São Paulo, 22 (AE) - O presidente da Força Sindical e do Sindicato dos Metalúrgicos de São Paulo, Paulo Pereira da Silva, rejeitou hoje a proposta de gatilho salarial e defendeu a livre negociação entre sindicatos e entidades patronais. "Vamos dar um crédito de confiança ao governo e ao Brasil até que a inflação acumulada atinja 10%", disse Paulinho. "Quando isso acontecer, vamos orientar os sindicatos a negociar para recuperar as perdas salariais."

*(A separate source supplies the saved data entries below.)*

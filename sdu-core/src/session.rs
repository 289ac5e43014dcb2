//! Session gate: authenticated flag plus the visible screen.
//!
//! `Session` is owned by the front end's root state and handed to views by
//! reference. Its methods are the only mutators, which keeps the invariant
//! that an unauthenticated session always shows the login screen.

/// Screens of the application.
#[derive(Debug, Clone, Copy, PartialEq, Eq)]
pub enum Screen {
    Login,
    Dashboard,
    Search,
    Upload,
    Reference,
}

impl Screen {
    /// Screens reachable once logged in, in tab order.
    pub const NAVIGABLE: [Screen; 4] = [
        Screen::Dashboard,
        Screen::Search,
        Screen::Upload,
        Screen::Reference,
    ];

    pub fn label(self) -> &'static str {
        match self {
            Screen::Login => "Login",
            Screen::Dashboard => "Dashboard",
            Screen::Search => "Search",
            Screen::Upload => "Upload",
            Screen::Reference => "CID",
        }
    }

    /// Position in `NAVIGABLE`; `None` for the login screen.
    pub fn index(self) -> Option<usize> {
        Screen::NAVIGABLE.iter().position(|s| *s == self)
    }

    pub fn from_index(i: usize) -> Option<Self> {
        Screen::NAVIGABLE.get(i).copied()
    }

    pub fn next(self) -> Screen {
        match self.index() {
            Some(i) => Screen::NAVIGABLE[(i + 1) % Screen::NAVIGABLE.len()],
            None => self,
        }
    }

    pub fn prev(self) -> Screen {
        let n = Screen::NAVIGABLE.len();
        match self.index() {
            Some(i) => Screen::NAVIGABLE[(i + n - 1) % n],
            None => self,
        }
    }
}

#[derive(Debug, Clone, Copy, PartialEq, Eq)]
pub enum SessionState {
    Unauthenticated,
    Authenticated,
}

#[derive(Debug, Clone)]
pub struct Session {
    state: SessionState,
    screen: Screen,
    check_pending: bool,
}

impl Default for Session {
    fn default() -> Self {
        Self::new()
    }
}

impl Session {
    pub fn new() -> Self {
        Self {
            state: SessionState::Unauthenticated,
            screen: Screen::Login,
            check_pending: false,
        }
    }

    pub fn state(&self) -> SessionState {
        self.state
    }

    pub fn is_authenticated(&self) -> bool {
        self.state == SessionState::Authenticated
    }

    pub fn screen(&self) -> Screen {
        self.screen
    }

    /// True while the startup session check is in flight.
    pub fn check_pending(&self) -> bool {
        self.check_pending
    }

    /// Mark the startup check as started. Returns false if there is nothing
    /// to check (already authenticated) or a check is already running.
    pub fn begin_check(&mut self) -> bool {
        if self.is_authenticated() || self.check_pending {
            return false;
        }
        self.check_pending = true;
        true
    }

    /// Apply the startup check result. A negative or late answer never
    /// changes an authenticated session.
    pub fn finish_check(&mut self, confirmed: bool) {
        self.check_pending = false;
        if confirmed && !self.is_authenticated() {
            self.login();
        }
    }

    /// Unauthenticated → Authenticated, landing on the dashboard.
    pub fn login(&mut self) {
        self.state = SessionState::Authenticated;
        self.screen = Screen::Dashboard;
    }

    /// Authenticated → Unauthenticated, back to the login screen.
    pub fn logout(&mut self) {
        self.state = SessionState::Unauthenticated;
        self.screen = Screen::Login;
    }

    /// Switch screens. Ignored while unauthenticated; the login screen is
    /// only reachable through `logout`.
    pub fn navigate(&mut self, screen: Screen) -> bool {
        if !self.is_authenticated() || screen == Screen::Login {
            return false;
        }
        self.screen = screen;
        true
    }
}
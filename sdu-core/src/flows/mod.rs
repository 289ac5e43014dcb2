//! Per-screen request flows.
//!
//! Each flow owns its local display state and a busy flag. `begin_*` returns
//! the work to perform (or `None` while busy / invalid), `finish_*` applies the
//! result. The front end decides where the request actually runs.

pub mod login;
pub mod search;
pub mod upload;

pub use login::{check_existing_session, LoginError, LoginField, LoginFlow};
pub use search::SearchFlow;
pub use upload::{UploadField, UploadFlow};
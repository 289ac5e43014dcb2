//! SDU Core: client side of the Unified Health Data System.
//!
//! This crate holds everything the front ends share:
//! - Session gate (authenticated flag + current screen)
//! - Login, record search and upload flows with their busy flags
//! - API client over a pluggable `Transport` (reqwest in production, scripted in tests)
//! - Explicit payload decoding for the loosely-typed JSON responses
//! - CPF masking, upload validation and the static CID reference table
//! - Client configuration

pub mod api;
pub mod config;
pub mod cpf;
pub mod domain;
pub mod flows;
pub mod payload;
pub mod reference;
pub mod session;
pub mod transport;
pub mod upload;

pub use api::{ApiClient, DownloadOutcome, LoginOutcome, SearchOutcome, UploadOutcome};
pub use config::{ClientConfig, ConfigError};
pub use domain::{DocumentKind, ExamRecord};
pub use session::{Screen, Session};
pub use transport::{HttpTransport, ScriptedTransport, Transport, TransportError};
pub use upload::{UploadError, UploadForm, ValidatedUpload};

#[cfg(test)]
mod tests {
    use super::*;

    /// Compile-time check: everything the TUI worker thread owns or sends back is Send.
    #[allow(dead_code)]
    fn assert_send_sync() {
        fn require_send<T: Send>() {}
        fn require_sync<T: Sync>() {}

        require_send::<ApiClient<HttpTransport>>();
        require_send::<ApiClient<ScriptedTransport>>();
        require_send::<ApiClient<Box<dyn Transport>>>();
        require_sync::<HttpTransport>();
        require_sync::<ScriptedTransport>();

        require_send::<SearchOutcome>();
        require_send::<DownloadOutcome>();
        require_send::<LoginOutcome>();
        require_send::<UploadOutcome>();
        require_send::<ValidatedUpload>();
        require_send::<TransportError>();
        require_send::<ExamRecord>();
        require_sync::<ExamRecord>();
    }
}
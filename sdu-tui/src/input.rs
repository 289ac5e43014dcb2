//! Keyboard input dispatch: overlays → global keys → screen-specific handlers.
//!
//! Most screens are text entry, so global shortcuts use Ctrl or function
//! keys and leave printable characters to the focused field.

use crossterm::event::{KeyCode, KeyEvent, KeyEventKind, KeyModifiers};

use sdu_core::flows::UploadField;
use sdu_core::Screen;

use crate::app::{AppState, Overlay};

/// Handle a key event, mutating state in place.
pub fn handle_key(app: &mut AppState, key: KeyEvent) {
    // Only handle key press events (Windows sends both Press and Release).
    if key.kind != KeyEventKind::Press {
        return;
    }

    // 1. Overlays consume input first.
    match app.overlay {
        Overlay::Help => {
            app.overlay = Overlay::None;
            return;
        }
        Overlay::ErrorHistory => {
            handle_error_overlay(app, key);
            return;
        }
        Overlay::None => {}
    }

    // 2. Global keys.
    let ctrl = key.modifiers.contains(KeyModifiers::CONTROL);
    match key.code {
        KeyCode::Char('c') | KeyCode::Char('q') if ctrl => {
            app.running = false;
            return;
        }
        KeyCode::Char('t') if ctrl => {
            app.toggle_theme();
            return;
        }
        KeyCode::Char('e') if ctrl => {
            app.error_scroll = 0;
            app.overlay = Overlay::ErrorHistory;
            return;
        }
        KeyCode::F(1) => {
            app.overlay = Overlay::Help;
            return;
        }
        _ => {}
    }

    if app.session.is_authenticated() {
        match key.code {
            KeyCode::Char('l') if ctrl => {
                app.logout();
                return;
            }
            KeyCode::Tab => {
                let next = app.screen().next();
                app.navigate(next);
                return;
            }
            KeyCode::BackTab => {
                let prev = app.screen().prev();
                app.navigate(prev);
                return;
            }
            _ => {}
        }
    }

    // 3. Screen-specific keys.
    match app.screen() {
        Screen::Login => handle_login_key(app, key),
        Screen::Dashboard => handle_dashboard_key(app, key),
        Screen::Search => handle_search_key(app, key),
        Screen::Upload => handle_upload_key(app, key),
        Screen::Reference => handle_reference_key(app, key),
    }
}

fn handle_error_overlay(app: &mut AppState, key: KeyEvent) {
    match key.code {
        KeyCode::Esc | KeyCode::Char('q') | KeyCode::Char('e') => {
            app.overlay = Overlay::None;
        }
        KeyCode::Char('j') | KeyCode::Down => {
            if app.error_scroll + 1 < app.error_history.len() {
                app.error_scroll += 1;
            }
        }
        KeyCode::Char('k') | KeyCode::Up => {
            app.error_scroll = app.error_scroll.saturating_sub(1);
        }
        _ => {}
    }
}

fn handle_login_key(app: &mut AppState, key: KeyEvent) {
    // The form stays live while the startup check is in flight.
    match key.code {
        KeyCode::Esc => app.running = false,
        KeyCode::Tab | KeyCode::BackTab | KeyCode::Up | KeyCode::Down => {
            app.login.focus = app.login.focus.toggle();
        }
        KeyCode::Enter => app.submit_login(),
        KeyCode::Backspace => {
            if !app.login.is_busy() {
                app.login.focused_mut().pop();
            }
        }
        KeyCode::Char(c) => {
            if !app.login.is_busy() {
                app.login.focused_mut().push(c);
            }
        }
        _ => {}
    }
}

fn handle_dashboard_key(app: &mut AppState, key: KeyEvent) {
    match key.code {
        KeyCode::Char('s') => app.navigate(Screen::Search),
        KeyCode::Char('u') => app.navigate(Screen::Upload),
        KeyCode::Char('c') => app.navigate(Screen::Reference),
        KeyCode::Char('?') => app.overlay = Overlay::Help,
        KeyCode::Char('q') => app.running = false,
        _ => {}
    }
}

fn handle_search_key(app: &mut AppState, key: KeyEvent) {
    let ctrl = key.modifiers.contains(KeyModifiers::CONTROL);
    match key.code {
        KeyCode::Esc => app.navigate(Screen::Dashboard),
        KeyCode::Enter => app.submit_search(),
        KeyCode::Down => app.search.select_next(),
        KeyCode::Up => app.search.select_prev(),
        KeyCode::Char('d') if ctrl => app.request_download(),
        KeyCode::Backspace => {
            app.search.query.pop();
        }
        KeyCode::Char(c) if !ctrl => app.search.query.push(c),
        _ => {}
    }
}

fn handle_upload_key(app: &mut AppState, key: KeyEvent) {
    if app.upload.is_busy() {
        return;
    }
    let ctrl = key.modifiers.contains(KeyModifiers::CONTROL);
    let focus = app.upload.focus;
    match key.code {
        KeyCode::Esc => app.navigate(Screen::Dashboard),
        KeyCode::Down => app.upload.focus = focus.next(),
        KeyCode::Up => app.upload.focus = focus.prev(),
        KeyCode::Char('s') if ctrl => app.submit_upload(),
        KeyCode::Enter if focus == UploadField::File => {
            app.upload.attach_from_path();
            if let Some(file) = &app.upload.form().attached_file {
                let msg = format!("Attached {} ({} bytes)", file.file_name, file.bytes.len());
                app.set_status(msg);
            }
        }
        KeyCode::Enter => app.submit_upload(),
        KeyCode::Left | KeyCode::Right | KeyCode::Char(' ') if focus == UploadField::DocumentKind => {
            app.upload.cycle_document_kind();
        }
        KeyCode::Backspace => app.upload.pop_char(),
        KeyCode::Char(c) if !ctrl => app.upload.push_char(c),
        _ => {}
    }
}

fn handle_reference_key(app: &mut AppState, key: KeyEvent) {
    match key.code {
        KeyCode::Esc => app.navigate(Screen::Dashboard),
        KeyCode::Enter => app.reference.lookup(),
        KeyCode::Backspace => {
            app.reference.input.pop();
        }
        KeyCode::Char(c) if !key.modifiers.contains(KeyModifiers::CONTROL) => {
            app.reference.input.extend(c.to_uppercase());
        }
        _ => {}
    }
}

Na opinião de Paulinho, a indexação automática a partir de um determinado índice inflacionário, como defende a Central Única dos Trabalhadores (CUT), seria uma solução "muito comôda para o sindicalismo. "Os sindicatos foram construídos para negociar", argumentou. "Precisamos mostrar para que serve o sindicato." Na semana passada, a CUT defendeu o reajuste de 10% para todos os trabalhadores em 1º de maio e o gatilho salarial toda vez que a inflação atingir 5%.
A Força Sindical é favorável a um salário mínimo de US$ 100. "Esse aumento é o necessário para manter o pder de compra dos aposentados", argumentou o presidente da Força.